One it does not allow to trouble the trajectory of its engineering ingenuity.

A consideration which only seems to get a look in years into the AI dev process, at the cusp of a real-world rollout — which Pichai said would be coming shortly.

Deception by design

“Google’s experiments do appear to have been designed to deceive,” agreed Dr Thomas King, a researcher at the Oxford Internet Institute’s Digital Ethics Lab, discussing the Duplex demo. “Because their main hypothesis was ‘can you distinguish this from a real person?’. In this case it’s unclear why their hypothesis was about deception and not the user experience… You don’t necessarily need to deceive someone to give them a better user experience by sounding naturally. And if they had instead tested the hypothesis ‘is this technology better than preceding versions or just as good as a human caller’ they would not have had to deceive people in the experiment.

“As for whether the technology itself is deceptive, I can’t really say what their intention is — but… even if they don’t intend it to deceive you can say they’ve been negligent in not making sure it doesn’t deceive… So I can’t say it’s definitely deceptive, but there should be some kind of mechanism there to let people know what it is they are speaking to.”

“I’m at a university and if you’re going to do something which involves deception you have to really demonstrate there’s a scientific value in doing this,” he added, agreeing that, as a general principle, humans should always be able to know that an AI they’re interacting with is not a person.

Because who — or what — you’re interacting with “shapes how we interact”, as he put it. “And if you start blurring the lines… then this can sew mistrust into all kinds of interactions — where we would become more suspicious as well as needlessly replacing people with meaningless agents.”

No such ethical conversations troubled the I/O stage, however.
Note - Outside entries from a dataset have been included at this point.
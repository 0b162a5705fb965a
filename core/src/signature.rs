//! Predicate signatures.

use std::fmt;

/// Name, arity and classical sign of a predicate, as in `-p/2`.
#[derive(Debug, Clone, PartialEq, Eq, Hash, PartialOrd, Ord)]
pub struct Signature {
    pub name: String,
    pub arity: usize,
    pub positive: bool,
}

impl Signature {
    pub fn new(name: impl Into<String>, arity: usize, positive: bool) -> Self {
        Self {
            name: name.into(),
            arity,
            positive,
        }
    }
}

impl fmt::Display for Signature {
    fn fmt(&self, f: &mut fmt::Formatter<'_>) -> fmt::Result {
        if !self.positive {
            write!(f, "-")?;
        }
        write!(f, "{}/{}", self.name, self.arity)
    }
}
//! Reification stage.

use std::sync::mpsc::channel;

use metalp_ground::Control;
use metalp_reify::{extend_with_theory_symbols, MetaLog, Reifier};
use tracing::{info, info_span};

use crate::error::PipelineResult;

/// Ground `program` and log its meta-facts, theory symbols included.
pub fn reify_program(program: &str, constants: &[String]) -> PipelineResult<MetaLog> {
    let _span = info_span!("reify").entered();

    let mut control = Control::with_constants(constants)?;
    control.add(program);
    let (events, receiver) = channel();
    control.ground(Some(&events))?;
    drop(events);

    let mut log = Reifier::new().consume(receiver)?;
    let added = extend_with_theory_symbols(&mut log);
    info!(facts = log.len(), theory_symbols = added, "program reified");
    Ok(log)
}
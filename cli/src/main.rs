//! metalp - reify logic programs with provenance tags.

use std::io::{self, Write};

use metalp_cli::{error_kind, init_logging, parse_args, run};
use metalp_extension::default_extensions;

fn main() {
    let cli = match parse_args(&default_extensions(), std::env::args_os()) {
        Ok(cli) => cli,
        Err(e) => e.exit(),
    };

    if let Err(e) = init_logging(&cli.log) {
        eprintln!("error: {:#}", e);
        std::process::exit(1);
    }

    match run(&cli, default_extensions(), io::stdin().lock()) {
        Ok(output) => {
            let mut stdout = io::stdout().lock();
            if let Err(e) = stdout.write_all(output.as_bytes()).and_then(|()| stdout.flush()) {
                eprintln!("error[IoError]: cannot write output: {}", e);
                std::process::exit(1);
            }
        }
        Err(e) => {
            eprintln!("error[{}]: {:#}", error_kind(&e), e);
            std::process::exit(1);
        }
    }
}
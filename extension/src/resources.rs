//! Companion encodings used by the output filter.

use std::fs;
use std::path::PathBuf;

use tracing::debug;

use crate::error::{ExtensionError, ExtensionResult};

const BUILTIN: &[(&str, &str)] = &[
    ("base", include_str!("../encodings/base.lp")),
    ("tag", include_str!("../encodings/tag.lp")),
    ("show", include_str!("../encodings/show.lp")),
];

/// Resolves encodings by name.
///
/// A `<dir>/<name>.lp` file in the override directory wins over the builtin
/// copy.
#[derive(Debug, Clone, Default)]
pub struct Encodings {
    dir: Option<PathBuf>,
}

impl Encodings {
    pub fn builtin() -> Self {
        Self::default()
    }

    pub fn with_dir(dir: impl Into<PathBuf>) -> Self {
        Self {
            dir: Some(dir.into()),
        }
    }

    pub fn load(&self, name: &str) -> ExtensionResult<String> {
        if let Some(dir) = &self.dir {
            let path = dir.join(format!("{}.lp", name));
            if path.is_file() {
                debug!(encoding = name, path = %path.display(), "loading encoding from directory");
                return fs::read_to_string(&path)
                    .map_err(|e| ExtensionError::resource(name, format!("{}: {}", path.display(), e)));
            }
        }
        BUILTIN
            .iter()
            .find(|(builtin, _)| *builtin == name)
            .map(|(_, text)| text.to_string())
            .ok_or_else(|| ExtensionError::resource(name, "no such encoding"))
    }
}
//! The extension capability interface.

use std::fs;
use std::path::PathBuf;

use metalp_ground::Control;
use metalp_parser::{parse_program, Statement};
use tracing::debug;

use crate::error::{ExtensionError, ExtensionResult};
use crate::resources::Encodings;

/// Rewrites statements one at a time.
///
/// A visitor is created fresh for every run and holds all state of that run.
pub trait Visitor {
    /// Rewrite `statement`; `None` removes it from the output.
    fn visit(&mut self, statement: Statement) -> ExtensionResult<Option<Statement>>;

    /// Called once after the last statement.
    fn finish(&mut self) -> ExtensionResult<()> {
        Ok(())
    }
}

/// Leaves every statement unchanged.
#[derive(Debug, Default)]
pub struct Identity;

impl Visitor for Identity {
    fn visit(&mut self, statement: Statement) -> ExtensionResult<Option<Statement>> {
        Ok(Some(statement))
    }
}

/// A chain-composable program rewriting unit.
///
/// Every hook has a default, so an extension only overrides what it needs.
pub trait Extension {
    fn name(&self) -> &'static str;

    /// Declare command-line options.
    fn register_options(&self, command: clap::Command) -> clap::Command {
        command
    }

    /// Fresh visitor for one run.
    fn visitor(&self) -> ExtensionResult<Box<dyn Visitor>> {
        Ok(Box::new(Identity))
    }

    /// Rewrite `files` followed by `prior` into program text.
    fn transform(&self, files: &[PathBuf], prior: Option<&str>) -> ExtensionResult<String> {
        let mut visitor = self.visitor()?;
        rewrite(visitor.as_mut(), files, prior)
    }

    /// Name of the companion encoding used by the output filter.
    fn encoding(&self) -> Option<&'static str> {
        None
    }

    /// Add declarative rules to the filter's control.
    fn extend_grounding(&self, control: &mut Control, encodings: &Encodings) -> ExtensionResult<()> {
        if let Some(name) = self.encoding() {
            debug!(extension = self.name(), encoding = name, "loading encoding");
            control.add(encodings.load(name)?);
        }
        Ok(())
    }
}

/// Parse `files` in order, then `prior`, and render every visited statement
/// on its own line.
pub fn rewrite(
    visitor: &mut dyn Visitor,
    files: &[PathBuf],
    prior: Option<&str>,
) -> ExtensionResult<String> {
    let mut out = String::new();
    for path in files {
        let text = fs::read_to_string(path).map_err(|e| ExtensionError::io(path, e))?;
        let statements =
            parse_program(&text).map_err(|e| ExtensionError::syntax(path.display().to_string(), e))?;
        visit_all(visitor, statements, &mut out)?;
    }
    if let Some(text) = prior {
        let statements = parse_program(text).map_err(|e| ExtensionError::syntax("<input>", e))?;
        visit_all(visitor, statements, &mut out)?;
    }
    visitor.finish()?;
    Ok(out)
}

fn visit_all(
    visitor: &mut dyn Visitor,
    statements: Vec<Statement>,
    out: &mut String,
) -> ExtensionResult<()> {
    for statement in statements {
        if let Some(statement) = visitor.visit(statement)? {
            out.push_str(&statement.to_string());
            out.push('\n');
        }
    }
    Ok(())
}
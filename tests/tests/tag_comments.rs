//! Tag comments: rewriting and the tag facts they produce.

use metalp_extension::{Extension, TagExtension, TAG_THEORY};
use metalp_tests::prelude::*;

pub fn scenario() -> Scenario {
    Scenario::new("tag_comments").programs("tagging.lp")
}

mod rewriting {
    use super::*;
    use pretty_assertions::assert_eq;

    #[test]
    fn test_rule_tags_attach_to_the_next_rule() {
        let output = TagExtension::new()
            .transform(&[], Some("% @a\n% @b\n% @a\nr(1).\ns(2).\n"))
            .unwrap();
        let expected = format!(
            "r(1) :- &tag_rule(\"r(1).\"), &tag_rule(a), &tag_rule(b).\n\
             s(2) :- &tag_rule(\"s(2).\").\n{}",
            TAG_THEORY
        );
        assert_eq!(output, expected);
    }

    #[test]
    fn test_chain_rewrites_each_step() {
        scenario()
            .step("rule_tags", |a| {
                a.transformed()
                    .contains("r(1) :- &tag_rule(\"r(1).\"), &tag_rule(a), &tag_rule(b).")
                    .contains("s(2) :- &tag_rule(\"s(2).\").")
                    .count("^#theory tag", 1)
            })
            .step("atom_tag", |a| {
                a.transformed()
                    .contains(":- not &tag_atom(found,reachable(X)), reachable(X), edge(X,Y).")
                    .contains("edge(1,2) :- &tag_rule(\"edge(1,2).\").")
                    .lacks("% @found :: reachable(X) : edge(X,Y)")
            })
            .step("stacked_atom_tags", |a| {
                a.transformed()
                    .matches(r"^:- not &tag_atom\(first,p\(1\)\), p\(1\)\.$")
                    .matches(r"^:- not &tag_atom\(second,q\(2\)\), q\(2\), p\(1\)\.$")
                    .count("^% @", 0)
            })
            .step("quoted", |a| {
                a.transformed()
                    .contains("p(\"x\") :- &tag_rule(\"p('x').\").")
            })
            .step("plain_comment", |a| {
                a.transformed()
                    .contains("% a note, not a tag")
                    .contains("q :- &tag_rule(\"q.\").")
            })
            .run()
            .unwrap();
    }
}

mod malformed {
    use super::*;

    #[test]
    fn test_malformed_tags_are_tag_syntax_errors() {
        scenario()
            .step("malformed_atom_tag", |a| {
                a.error(ErrorKind::TagSyntax).error_contains("% @bad ::: garbage(")
            })
            .step("malformed_rule_tag", |a| a.error(ErrorKind::TagSyntax))
            .step("malformed_generated_rule", |a| {
                a.error(ErrorKind::TagSyntax)
                    .error_contains("(rule `:- not &tag_atom(bad(,p), p.`)")
            })
            .run()
            .unwrap();
    }

    #[test]
    fn test_malformed_tags_fail_the_transform_stage_too() {
        scenario()
            .step("malformed_atom_tag", |a| a.transformed().error(ErrorKind::TagSyntax))
            .run()
            .unwrap();
    }
}

mod tag_facts {
    use super::*;

    #[test]
    fn test_rule_tags_reach_the_output() {
        scenario()
            .step("rule_tags", |a| {
                // One fingerprint per rule plus the two distinct tags on r(1).
                a.count(r"^rule_tag\(\d+,\d+\)\.$", 4)
                    .count(r"^theory_symbol\(\d+,a\)\.$", 1)
                    .count(r"^theory_symbol\(\d+,b\)\.$", 1)
                    .count(r"^theory_symbol\(\d+,tag_rule\)\.$", 1)
                    .matches(r#"^theory_symbol\(\d+,"r\(1\)\."\)\.$"#)
            })
            .run()
            .unwrap();
    }

    #[test]
    fn test_atom_tag_reaches_the_output() {
        scenario()
            .step("atom_tag", |a| {
                a.count(r"^atom_tag\(\d+,\d+,\d+\)\.$", 1)
                    .count(r"^theory_symbol\(\d+,found\)\.$", 1)
                    .count(r"^theory_symbol\(\d+,reachable\(1\)\)\.$", 1)
            })
            .run()
            .unwrap();
    }

    #[test]
    fn test_tag_literals_are_hidden_from_clean_output() {
        scenario()
            .step("rule_tags", |a| {
                // Only the output conditions of r(1) and s(2) remain.
                a.count(r"^literal_tuple\(\d+,\d+\)\.$", 2)
                    .count(r"^rule\(disjunction\(\d+\),normal\(\d+\)\)\.$", 2)
                    .matches(r"^output\(r\(1\),\d+\)\.$")
            })
            .run()
            .unwrap();
    }
}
Yet Pichai said Google had been working on the Duplex technology for “many years”, and went so far as to claim the AI can “understand the nuances of conversation” — albeit still evidently in very narrow scenarios, such as booking an appointment or reserving a table or asking a business for its opening hours on a specific date.
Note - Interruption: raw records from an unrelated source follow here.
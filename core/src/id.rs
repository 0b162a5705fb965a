//! Identity types for ground program atoms.
//!
//! Atom identifiers are positive integers assigned by the grounder in
//! allocation order, starting at 1. A literal is a signed atom identifier.

use std::fmt;

/// Identifier of a program atom (symbolic, theory or auxiliary).
#[derive(Debug, Clone, Copy, PartialEq, Eq, Hash, PartialOrd, Ord)]
pub struct AtomId(pub u32);

impl AtomId {
    pub fn new(id: u32) -> Self {
        Self(id)
    }

    pub fn raw(&self) -> u32 {
        self.0
    }
}

impl fmt::Display for AtomId {
    fn fmt(&self, f: &mut fmt::Formatter<'_>) -> fmt::Result {
        write!(f, "{}", self.0)
    }
}

/// A signed atom reference: positive for the atom, negative for its default negation.
#[derive(Debug, Clone, Copy, PartialEq, Eq, Hash, PartialOrd, Ord)]
pub struct Lit(pub i32);

impl Lit {
    pub fn positive(atom: AtomId) -> Self {
        Self(atom.0 as i32)
    }

    pub fn negative(atom: AtomId) -> Self {
        Self(-(atom.0 as i32))
    }

    pub fn atom(&self) -> AtomId {
        AtomId(self.0.unsigned_abs())
    }

    pub fn is_negative(&self) -> bool {
        self.0 < 0
    }

    pub fn raw(&self) -> i32 {
        self.0
    }
}

impl fmt::Display for Lit {
    fn fmt(&self, f: &mut fmt::Formatter<'_>) -> fmt::Result {
        write!(f, "{}", self.0)
    }
}

#[cfg(test)]
mod tests {
    use super::*;

    #[test]
    fn test_literal_sign() {
        let atom = AtomId::new(7);
        assert_eq!(Lit::positive(atom).raw(), 7);
        assert_eq!(Lit::negative(atom).raw(), -7);
        assert!(Lit::negative(atom).is_negative());
        assert_eq!(Lit::negative(atom).atom(), atom);
    }
}
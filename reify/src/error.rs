//! Reification error types.

use thiserror::Error;

/// Errors raised while converting grounding events.
#[derive(Debug, Error)]
pub enum ReifyError {
    #[error("theory term {id} referenced before it was defined")]
    UnknownTheoryTerm { id: u32 },

    #[error("theory element {id} referenced before it was defined")]
    UnknownTheoryElement { id: u32 },
}

impl ReifyError {
    pub fn unknown_term(id: u32) -> Self {
        Self::UnknownTheoryTerm { id }
    }

    pub fn unknown_element(id: u32) -> Self {
        Self::UnknownTheoryElement { id }
    }
}

/// Result type for reification.
pub type ReifyResult<T> = Result<T, ReifyError>;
“It brings together all our investments over the years in natural language understanding, deep learning, text to speech,” he said.

What was yawningly absent from that list, and seemingly also lacking from the design of the tricksy Duplex experiment, was any sense that Google has a deep and nuanced appreciation of the ethical concerns at play around AI technologies that are powerful and capable enough of passing off as human — thereby playing lots of real people in the process.
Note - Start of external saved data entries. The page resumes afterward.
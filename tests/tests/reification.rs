//! Reification into meta-facts and the theory symbol table.

use metalp_pipeline::{Pipeline, PipelineConfig};
use metalp_tests::prelude::*;

pub fn scenario() -> Scenario {
    Scenario::new("reification").programs("reification.lp")
}

mod classic {
    use super::*;

    #[test]
    fn test_facts_and_rules() {
        scenario()
            .step("facts_and_rules", |a| {
                a.classic().text(
                    "atom_tuple(0).\n\
                     atom_tuple(0,1).\n\
                     literal_tuple(1).\n\
                     rule(disjunction(0),normal(1)).\n\
                     atom_tuple(2).\n\
                     atom_tuple(2,2).\n\
                     literal_tuple(3).\n\
                     literal_tuple(3,1).\n\
                     rule(disjunction(2),normal(3)).\n\
                     output(a,1).\n\
                     literal_tuple(4).\n\
                     literal_tuple(4,2).\n\
                     output(b,4).\n",
                )
            })
            .run()
            .unwrap();
    }

    #[test]
    fn test_guard_terms_get_symbols() {
        scenario()
            .step("guarded", |a| {
                a.classic()
                    .count(r"^theory_symbol\(\d+,tel2\)\.$", 1)
                    .count(r"^theory_symbol\(\d+,g\(3\)\)\.$", 1)
                    .count(r"^theory_symbol\(\d+,3\)\.$", 1)
                    .count(r"^theory_symbol\(\d+,1\)\.$", 1)
            })
            .run()
            .unwrap();
    }
}

mod theory_symbols {
    use super::*;
    use pretty_assertions::assert_eq;

    #[test]
    fn test_each_representable_term_once() {
        scenario()
            .step("theory_terms", |a| {
                a.count(r"^theory_symbol\(\d+,tel\)\.$", 1)
                    .count(r"^theory_symbol\(\d+,a\(s\)\)\.$", 1)
                    .count(r"^theory_symbol\(\d+,s\)\.$", 1)
                    .count(r"^theory_symbol\(\d+,b\(\(2,3\)\)\)\.$", 1)
                    .count(r"^theory_symbol\(\d+,\(2,3\)\)\.$", 1)
                    .count(r"^theory_symbol\(\d+,2\)\.$", 1)
            })
            .run()
            .unwrap();
    }

    #[test]
    fn test_symbol_ids_are_above_every_other_id() {
        let pipeline = Pipeline::new(PipelineConfig::new().with_clean_output(false));
        let programs = scenario().load_programs().unwrap();
        let output = pipeline
            .classic(&[], programs.get_step("theory_terms"))
            .unwrap();

        let number = regex_lite::Regex::new(r"\d+").unwrap();
        let symbol_ids: Vec<u32> = output
            .lines()
            .filter(|line| line.starts_with("theory_symbol("))
            .map(|line| line["theory_symbol(".len()..].split(',').next().unwrap().parse().unwrap())
            .collect();
        let other_max = output
            .lines()
            .filter(|line| !line.starts_with("theory_symbol(") && !line.starts_with("output("))
            .flat_map(|line| number.find_iter(line).map(|m| m.as_str().parse::<u32>().unwrap()))
            .max()
            .unwrap();

        assert!(!symbol_ids.is_empty());
        let first = other_max + 1;
        let expected: Vec<u32> = (first..first + symbol_ids.len() as u32).collect();
        assert_eq!(symbol_ids, expected);
    }
}

mod body_aggregates {
    use super::*;

    #[test]
    fn test_count_bounds_are_sum_rules() {
        scenario()
            .step("count_aggregate", |a| {
                a.classic()
                    .count(r"^weighted_literal_tuple\(\d+\)\.$", 1)
                    .count(r"^weighted_literal_tuple\(\d+,[12],1\)\.$", 2)
                    .count(r"^rule\(disjunction\(\d+\),sum\(\d+,1\)\)\.$", 1)
                    .count(r"^rule\(disjunction\(\d+\),sum\(\d+,2\)\)\.$", 1)
                    .count(r"^output\(q\([012]\),\d+\)\.$", 3)
            })
            .run()
            .unwrap();
    }

    #[test]
    fn test_sum_rules_survive_filtering() {
        scenario()
            .step("count_aggregate", |a| {
                a.matches(r"^rule\(disjunction\(\d+\),sum\(\d+,2\)\)\.$")
                    .matches(r"^weighted_literal_tuple\(\d+,2,1\)\.$")
                    .matches(r"^output\(q\(2\),\d+\)\.$")
            })
            .run()
            .unwrap();
    }

    #[test]
    fn test_conditional_literal_instances() {
        scenario()
            .step("conditional_literal", |a| {
                a.classic()
                    .count(r"^rule\(disjunction\(\d+\),normal\(\d+\)\)\.$", 7)
                    .matches(r"^literal_tuple\(\d+,-1\)\.$")
                    .matches(r"^output\(q,\d+\)\.$")
            })
            .run()
            .unwrap();
    }
}
//! metalp core types
//!
//! This crate provides the foundational types shared by every stage:
//! - Ground symbols (the values terms evaluate to) and their canonical text
//! - Predicate signatures
//! - Program atom identifiers and literals

mod id;
mod signature;
mod symbol;

pub use id::*;
pub use signature::*;
pub use symbol::*;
The Duplex demos were pre-recorded, rather than live phone calls, but Pichai described the calls as “real” — suggesting Google representatives had not in fact called the businesses ahead of time to warn them its robots might be calling in.

“We have many of these examples where the calls quite don’t go as expected but our assistant understands the context, the nuance… and handled the interaction gracefully,” he added after airing the restaurant unable-to-book example.

So Google appears to have trained Duplex to be robustly deceptive — i.e. to be able to reroute around derailed conversational expectations and still pass itself off as human — a feature Pichai lauded as ‘graceful’.

And even if the AI’s performance was more patchy in the wild than Google’s demo suggested it’s clearly the CEO’s goal for the tech.

While trickster AIs might bring to mind the iconic Turing Test — where chatbot developers compete to develop conversational software capable of convincing human judges it’s not artificial — it should not.

Because the application of the Duplex technology does not sit within the context of a high profile and well understood competition. Nor was there a set of rules that everyone was shown and agreed to beforehand (at least so far as we know — if there were any rules Google wasn’t publicizing them). Rather it seems to have unleashed the AI onto unsuspecting business staff who were just going about their day jobs. Can you see the ethical disconnect?

“The Turing Test has come to be a bellwether of testing whether your AI software is good or not, based on whether you can tell it apart from a human being,” is King’s suggestion on why Google might have chosen a similar trick as an experimental showcase for Duplex.

“It’s very easy to say look how great our software is, people cannot tell it apart from a real human being — and perhaps that’s a much stronger selling point than if you say 90% of users preferred this software to the previous software,” he posits. “Facebook does A/B testing but that’s probably less exciting — it’s not going to wow anyone to say well consumers prefer this slightly deeper shade of blue to a lighter shade of blue.”

Had Duplex been deployed within Turing Test conditions, King also makes the point that it’s rather less likely it would have taken in so many people — because, well, those slightly jarringly timed ums and ahs would soon have been spotted, uncanny valley style.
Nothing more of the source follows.